◆ ABOUT THIS EXERCISE ◆
Among the records below, which lines contain the string "hound"? Report them.

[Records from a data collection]
//! Named configuration values held by an effect.

use serde::Serialize;
use serde_json::{Map, Value};

use crate::error::EffectError;

/// An effect's configuration, keyed by setting name.
///
/// The set of names is fixed when the store is built from the typed settings
/// an effect was constructed with: only fields that were actually supplied
/// become entries. [`update()`](Self::update) can change an existing entry
/// but never introduces a new name.
///
/// The store is independent of the live graph. Writing to it does not touch
/// any node.
///
/// ```rust
/// use patchcord_effects::{FilterSettings, ParameterStore};
/// use serde_json::json;
///
/// let settings = FilterSettings { freq: Some(800.0), ..Default::default() };
/// let mut store = ParameterStore::from_settings(&settings);
///
/// assert!(store.update("freq", json!(1200.0)).is_ok());
/// assert!(store.update("resonance", json!(2.0)).is_err());
/// assert_eq!(store.len(), 1);
/// ```
#[derive(Debug, Clone, Default, PartialEq)]
pub struct ParameterStore {
    values: Map<String, Value>,
}

impl ParameterStore {
    /// Creates an empty store.
    pub fn new() -> Self {
        Self::default()
    }

    /// Builds a store from a serializable settings struct.
    ///
    /// `null` fields are left out. Anything that does not serialize to an
    /// object yields an empty store.
    pub fn from_settings<T: Serialize>(settings: &T) -> Self {
        let values = match serde_json::to_value(settings) {
            Ok(Value::Object(map)) => map.into_iter().filter(|(_, v)| !v.is_null()).collect(),
            _ => Map::new(),
        };
        Self { values }
    }

    /// Returns the value stored under `name`.
    pub fn get(&self, name: &str) -> Option<&Value> {
        self.values.get(name)
    }

    /// Returns the value under `name` as a number.
    pub fn get_f32(&self, name: &str) -> Option<f32> {
        self.values.get(name).and_then(Value::as_f64).map(|v| v as f32)
    }

    /// Returns the value under `name` as a string.
    pub fn get_str(&self, name: &str) -> Option<&str> {
        self.values.get(name).and_then(Value::as_str)
    }

    /// Returns `true` if `name` is part of this configuration.
    pub fn contains(&self, name: &str) -> bool {
        self.values.contains_key(name)
    }

    /// Replaces the value of an existing setting.
    ///
    /// Unknown names leave the store unchanged and fail with
    /// [`EffectError::UnknownSetting`].
    pub fn update(&mut self, name: &str, value: Value) -> Result<(), EffectError> {
        match self.values.get_mut(name) {
            Some(slot) => {
                *slot = value;
                Ok(())
            }
            None => {
                tracing::info!(setting = name, "setting was not found");
                Err(EffectError::UnknownSetting(name.to_owned()))
            }
        }
    }

    /// Swaps in a whole new configuration.
    pub fn replace(&mut self, other: ParameterStore) {
        self.values = other.values;
    }

    /// Mirrors a live change into the store if the name is configured.
    pub(crate) fn record(&mut self, name: &str, value: impl Into<Value>) {
        if let Some(slot) = self.values.get_mut(name) {
            *slot = value.into();
        }
    }

    /// Iterates over `(name, value)` pairs in name order.
    pub fn iter(&self) -> impl Iterator<Item = (&str, &Value)> {
        self.values.iter().map(|(k, v)| (k.as_str(), v))
    }

    /// Returns the number of settings.
    pub fn len(&self) -> usize {
        self.values.len()
    }

    /// Returns `true` if no settings were supplied.
    pub fn is_empty(&self) -> bool {
        self.values.is_empty()
    }
}
//! WAV decoding into [`AudioBuffer`]s.
//!
//! Impulse responses arrive in whatever shape they were recorded: float or
//! integer PCM, mono or multi-channel. Everything is folded to mono `f32`
//! at the file's own sample rate; resampling to the context rate is the
//! reverb's job.

use std::fs::File;
use std::io::BufReader;
use std::path::Path;

use hound::{SampleFormat, WavReader, WavWriter};
use patchcord_core::AudioBuffer;

use crate::{Error, Result};

/// Reads a WAV file into a mono [`AudioBuffer`] at the file's sample rate.
///
/// Channels are averaged. Integer samples are scaled to `[-1, 1)`.
pub fn read_buffer<P: AsRef<Path>>(path: P) -> Result<AudioBuffer> {
    // through `File` so a missing file is `Error::Io`, not a hound error
    let file = File::open(path.as_ref())?;
    let reader = WavReader::new(BufReader::new(file))?;
    let spec = reader.spec();

    let interleaved: Vec<f32> = match spec.sample_format {
        SampleFormat::Float => reader
            .into_samples::<f32>()
            .collect::<std::result::Result<Vec<f32>, _>>()?,
        SampleFormat::Int => {
            let bits = spec.bits_per_sample;
            if bits == 0 || bits > 32 {
                return Err(Error::UnsupportedFormat(format!("{bits}-bit samples")));
            }
            let full_scale = (1i64 << (bits - 1)) as f32;
            reader
                .into_samples::<i32>()
                .map(|s| s.map(|v| v as f32 / full_scale))
                .collect::<std::result::Result<Vec<f32>, _>>()?
        }
    };

    let samples = mix_to_mono(interleaved, spec.channels.max(1) as usize);
    Ok(AudioBuffer::new(samples, spec.sample_rate as f32))
}

fn mix_to_mono(interleaved: Vec<f32>, channels: usize) -> Vec<f32> {
    if channels == 1 {
        return interleaved;
    }
    interleaved
        .chunks(channels)
        .map(|frame| frame.iter().sum::<f32>() / channels as f32)
        .collect()
}

/// Writes `buffer` as a mono 32-bit float WAV file.
pub fn write_buffer<P: AsRef<Path>>(path: P, buffer: &AudioBuffer) -> Result<()> {
    let spec = hound::WavSpec {
        channels: 1,
        sample_rate: buffer.sample_rate().round() as u32,
        bits_per_sample: 32,
        sample_format: SampleFormat::Float,
    };
    let mut writer = WavWriter::create(path, spec)?;
    for &sample in buffer.samples() {
        writer.write_sample(sample)?;
    }
    writer.finalize()?;
    Ok(())
}

#[cfg(test)]
mod tests {
    use super::*;
    use tempfile::NamedTempFile;

    fn write_raw<S: hound::Sample + Copy>(path: &Path, spec: hound::WavSpec, samples: &[S]) {
        let mut writer = WavWriter::create(path, spec).unwrap();
        for &s in samples {
            writer.write_sample(s).unwrap();
        }
        writer.finalize().unwrap();
    }

    #[test]
    fn test_buffer_roundtrip_keeps_rate() {
        let buffer = AudioBuffer::new(vec![1.0, 0.5, 0.25, 0.0], 22050.0);
        let file = NamedTempFile::new().unwrap();
        write_buffer(file.path(), &buffer).unwrap();

        assert_eq!(read_buffer(file.path()).unwrap(), buffer);
    }

    #[test]
    fn test_int_pcm_is_scaled() {
        let file = NamedTempFile::new().unwrap();
        let spec = hound::WavSpec {
            channels: 1,
            sample_rate: 44100,
            bits_per_sample: 16,
            sample_format: SampleFormat::Int,
        };
        write_raw(file.path(), spec, &[16384i16, -32768, 0]);

        let loaded = read_buffer(file.path()).unwrap();
        assert_eq!(loaded.sample_rate(), 44100.0);
        assert_eq!(loaded.samples(), &[0.5, -1.0, 0.0]);
    }

    #[test]
    fn test_stereo_is_mixed_to_mono() {
        let file = NamedTempFile::new().unwrap();
        let spec = hound::WavSpec {
            channels: 2,
            sample_rate: 48000,
            bits_per_sample: 32,
            sample_format: SampleFormat::Float,
        };
        write_raw(file.path(), spec, &[1.0f32, 0.0, 0.5, 0.5, -1.0, 1.0]);

        assert_eq!(read_buffer(file.path()).unwrap().samples(), &[0.5, 0.5, 0.0]);
    }

    #[test]
    fn test_missing_file_is_io_error() {
        let dir = tempfile::tempdir().unwrap();
        let err = read_buffer(dir.path().join("absent.wav")).unwrap_err();
        assert!(matches!(err, Error::Io(ref e) if e.kind() == std::io::ErrorKind::NotFound));
    }

    #[test]
    fn test_garbage_is_wav_error() {
        let file = NamedTempFile::new().unwrap();
        std::fs::write(file.path(), b"definitely not a riff header").unwrap();
        assert!(matches!(read_buffer(file.path()), Err(Error::Wav(_))));
    }
}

◆ COMPLETED EXERCISE ◆
use hound::{SampleFormat, WavReader, WavWriter};
    // through `File` so a missing file is `Error::Io`, not a hound error
    let spec = hound::WavSpec {
    fn write_raw<S: hound::Sample + Copy>(path: &Path, spec: hound::WavSpec, samples: &[S]) {
        let spec = hound::WavSpec {
        let spec = hound::WavSpec {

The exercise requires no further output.